En remportant l’appel à projet, l’EMIS, constituée de 4 personnes, a pu bénéficier en 2023 du financement de la Préfecture et de la Collectivité, et se donner les moyens d’un autre suivi, en collaborant notamment avec des intervenants externes: «Nous voulions apporter des outils de réassurance pour permettre aux personnes de vivre des expériences psychologiques, physiques et corporelles qu’elles pourront réutiliser ensuite, reprend Farah Viotty. Je suis moi-même psychologue et psychomotricienne, et c’est une approche qui me parle beaucoup sans laquelle on ne peut pas avancer». Qu’elles soient à la rue ou logées dans une situation de grande précarité, les personnes bénéficiaires de cette action solidaire ont été encouragées à retrouver un positionnement d’acteurs de leurs vies en «retrouvant des espaces de détente, parce que quand on vit à la rue, c’est compliqué de savoir quel jour on est, et il faut les ramener à une réalité spatio-temporelle». En 10 mois, 47 ateliers ont été réalisés, et 60 usagers ont pu bénéficier du projet pilote. Des hommes en majorité (39 contre 21 femmes), avec une moyenne d’âge de 47 ans, dont plusieurs étaient présents lors de la présentation du bilan par l’EMIS: «Je dors sur un matelas dans la rue, mais je suis propre et rasé et je me sens bien, a exprimé Éric, 65 ans.
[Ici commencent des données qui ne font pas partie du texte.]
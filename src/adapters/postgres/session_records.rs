//! PostgreSQL implementation of RemoteSessionRecords.
//!
//! Rows live in the `sessions` table (see `migrations/`). A trigger on that
//! table publishes every insert, update and delete on the `session_changes`
//! channel; `watch` listens there and filters by user.

use std::collections::BTreeMap;

use async_trait::async_trait;
use futures::future;
use futures::stream::{BoxStream, StreamExt};
use serde::Deserialize;
use sqlx::postgres::{PgListener, PgRow};
use sqlx::types::Json;
use sqlx::{PgPool, Row};

use crate::domain::foundation::{SessionId, Timestamp, UserId};
use crate::ports::{
    ChangeKind, ChangeNotice, NewSessionRecord, RemoteSessionRecords, SessionRecord,
    SessionRecordPatch, StorageError,
};

/// Notification channel fed by the `sessions` trigger.
pub const CHANGE_CHANNEL: &str = "session_changes";

const SELECT_COLUMNS: &str =
    "id, user_id, title, summary, current_phase, answers, created_at, updated_at";

/// PostgreSQL session table.
#[derive(Clone)]
pub struct PostgresSessionRecords {
    pool: PgPool,
}

impl PostgresSessionRecords {
    pub fn new(pool: PgPool) -> Self {
        Self { pool }
    }

    /// Applies the bundled migrations.
    pub async fn migrate(&self) -> Result<(), StorageError> {
        sqlx::migrate!("./migrations")
            .run(&self.pool)
            .await
            .map_err(|e| StorageError::remote(format!("Failed to run migrations: {}", e)))
    }
}

fn db_error(action: &'static str) -> impl FnOnce(sqlx::Error) -> StorageError {
    move |e| StorageError::remote(format!("Failed to {}: {}", action, e))
}

#[async_trait]
impl RemoteSessionRecords for PostgresSessionRecords {
    async fn list(&self, user_id: &UserId) -> Result<Vec<SessionRecord>, StorageError> {
        let rows = sqlx::query(&format!(
            "SELECT {} FROM sessions WHERE user_id = $1 ORDER BY updated_at DESC",
            SELECT_COLUMNS
        ))
        .bind(user_id.as_str())
        .fetch_all(&self.pool)
        .await
        .map_err(db_error("list sessions"))?;

        // A row that does not decode is reported by the adapter as an
        // invalid record; keep the rest.
        let mut records = Vec::with_capacity(rows.len());
        for row in rows {
            match row_to_record(&row) {
                Ok(record) => records.push(record),
                Err(e) => tracing::warn!("Skipping undecodable session row: {}", e),
            }
        }
        Ok(records)
    }

    async fn get(&self, user_id: &UserId, id: &SessionId) -> Result<Option<SessionRecord>, StorageError> {
        let row = sqlx::query(&format!(
            "SELECT {} FROM sessions WHERE id = $1 AND user_id = $2",
            SELECT_COLUMNS
        ))
        .bind(id.as_uuid())
        .bind(user_id.as_str())
        .fetch_optional(&self.pool)
        .await
        .map_err(db_error("fetch session"))?;

        row.as_ref().map(row_to_record).transpose()
    }

    async fn insert(&self, record: NewSessionRecord) -> Result<SessionRecord, StorageError> {
        let now = Timestamp::now();
        let row = sqlx::query(&format!(
            r#"
            INSERT INTO sessions (
                id, user_id, title, summary, current_phase, answers, created_at, updated_at
            ) VALUES ($1, $2, $3, $4, $5, $6, $7, $7)
            RETURNING {}
            "#,
            SELECT_COLUMNS
        ))
        .bind(SessionId::new().as_uuid())
        .bind(record.user_id.as_str())
        .bind(&record.title)
        .bind(&record.summary)
        .bind(&record.current_phase)
        .bind(Json(&record.answers))
        .bind(now.as_datetime())
        .fetch_one(&self.pool)
        .await
        .map_err(db_error("insert session"))?;

        row_to_record(&row)
    }

    async fn update(
        &self,
        user_id: &UserId,
        id: &SessionId,
        patch: SessionRecordPatch,
    ) -> Result<Option<SessionRecord>, StorageError> {
        let (summary_set, summary) = match patch.summary {
            Some(summary) => (true, summary),
            None => (false, None),
        };

        // updated_at moves strictly forward at millisecond precision, even
        // when two writes land within the same millisecond.
        let row = sqlx::query(&format!(
            r#"
            UPDATE sessions SET
                title = COALESCE($3, title),
                summary = CASE WHEN $4 THEN $5 ELSE summary END,
                current_phase = COALESCE($6, current_phase),
                answers = COALESCE($7, answers),
                updated_at = date_trunc('milliseconds',
                    GREATEST(clock_timestamp(), updated_at + interval '1 millisecond'))
            WHERE id = $1 AND user_id = $2
            RETURNING {}
            "#,
            SELECT_COLUMNS
        ))
        .bind(id.as_uuid())
        .bind(user_id.as_str())
        .bind(patch.title)
        .bind(summary_set)
        .bind(summary)
        .bind(patch.current_phase)
        .bind(patch.answers.map(Json))
        .fetch_optional(&self.pool)
        .await
        .map_err(db_error("update session"))?;

        row.as_ref().map(row_to_record).transpose()
    }

    async fn delete(&self, user_id: &UserId, id: &SessionId) -> Result<(), StorageError> {
        sqlx::query("DELETE FROM sessions WHERE id = $1 AND user_id = $2")
            .bind(id.as_uuid())
            .bind(user_id.as_str())
            .execute(&self.pool)
            .await
            .map_err(db_error("delete session"))?;
        Ok(())
    }

    async fn watch(&self, user_id: &UserId) -> Result<BoxStream<'static, ChangeNotice>, StorageError> {
        let mut listener = PgListener::connect_with(&self.pool)
            .await
            .map_err(db_error("open change listener"))?;
        listener
            .listen(CHANGE_CHANNEL)
            .await
            .map_err(db_error("listen for session changes"))?;

        let user_id = user_id.clone();
        let stream = listener
            .into_stream()
            .take_while(|item| {
                if let Err(e) = item {
                    tracing::warn!("Session change listener stopped: {}", e);
                }
                future::ready(item.is_ok())
            })
            .filter_map(move |item| {
                let notice = item
                    .ok()
                    .and_then(|notification| parse_notice(notification.payload()))
                    .filter(|notice| notice.user_id == user_id);
                future::ready(notice)
            })
            .boxed();
        Ok(stream)
    }
}

#[derive(Deserialize)]
struct ChangePayload {
    id: uuid::Uuid,
    user_id: String,
    op: String,
}

/// Parses a trigger payload such as
/// `{"id": "...", "user_id": "...", "op": "UPDATE"}`.
fn parse_notice(payload: &str) -> Option<ChangeNotice> {
    let payload: ChangePayload = match serde_json::from_str(payload) {
        Ok(payload) => payload,
        Err(e) => {
            tracing::warn!("Ignoring malformed session change payload: {}", e);
            return None;
        }
    };
    let kind = match payload.op.as_str() {
        "INSERT" => ChangeKind::Inserted,
        "UPDATE" => ChangeKind::Updated,
        "DELETE" => ChangeKind::Deleted,
        _ => return None,
    };
    Some(ChangeNotice {
        user_id: UserId::new(payload.user_id).ok()?,
        record_id: SessionId::from_uuid(payload.id),
        kind,
    })
}

fn row_to_record(row: &PgRow) -> Result<SessionRecord, StorageError> {
    let id: uuid::Uuid = row.try_get("id").map_err(db_error("read id"))?;
    let invalid = |e: sqlx::Error| StorageError::invalid_record(id, e.to_string());

    let user_id: String = row.try_get("user_id").map_err(invalid)?;
    let title: String = row.try_get("title").map_err(invalid)?;
    let summary: Option<String> = row.try_get("summary").map_err(invalid)?;
    let current_phase: String = row.try_get("current_phase").map_err(invalid)?;
    let answers: Json<BTreeMap<String, String>> = row.try_get("answers").map_err(invalid)?;
    let created_at: chrono::DateTime<chrono::Utc> = row.try_get("created_at").map_err(invalid)?;
    let updated_at: chrono::DateTime<chrono::Utc> = row.try_get("updated_at").map_err(invalid)?;

    Ok(SessionRecord {
        id: SessionId::from_uuid(id),
        user_id: UserId::new(user_id).map_err(|e| StorageError::invalid_record(id, e.to_string()))?,
        title,
        summary,
        current_phase,
        answers: answers.0,
        created_at: Timestamp::from_datetime(created_at),
        updated_at: Timestamp::from_datetime(updated_at),
    })
}

#[cfg(test)]
mod tests {
    use super::*;

    #[test]
    fn parses_trigger_payload() {
        let notice = parse_notice(
            r#"{"id":"12345678-1234-4123-8123-123456789012","user_id":"user-1","op":"UPDATE"}"#,
        )
        .unwrap();
        assert_eq!(notice.user_id.as_str(), "user-1");
        assert_eq!(notice.kind, ChangeKind::Updated);
        assert_eq!(
            notice.record_id.to_string(),
            "12345678-1234-4123-8123-123456789012"
        );
    }

    #[test]
    fn ignores_unknown_operations_and_garbage() {
        assert!(parse_notice(
            r#"{"id":"12345678-1234-4123-8123-123456789012","user_id":"u","op":"TRUNCATE"}"#
        )
        .is_none());
        assert!(parse_notice("not json").is_none());
    }
}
Ils ont fait beaucoup pour moi», «Je suis sortie de beaucoup de choses grâce à la Croix-Rouge», surenchérit Patricia dans l’assistance.

«Une des personnes les plus assidues avec qui je travaillais a réalisé son projet de partir à l’armée», se réjouit quant à elle Ananda Arnell en charge de l’atelier «psychomotricité», en soulignant le rôle central de l’estime personnelle dans cette réussite. «On adopte une vision globale parce que l’humain est global», abonde Farah Viotty qui a annoncé la fin de son activité à la Croix-Rouge, mais s’est dit hautement satisfaite d’avoir pu mener ce projet à bien. Un certificat de participation a été remis aux usagers mardi afin de souligner leur résilience.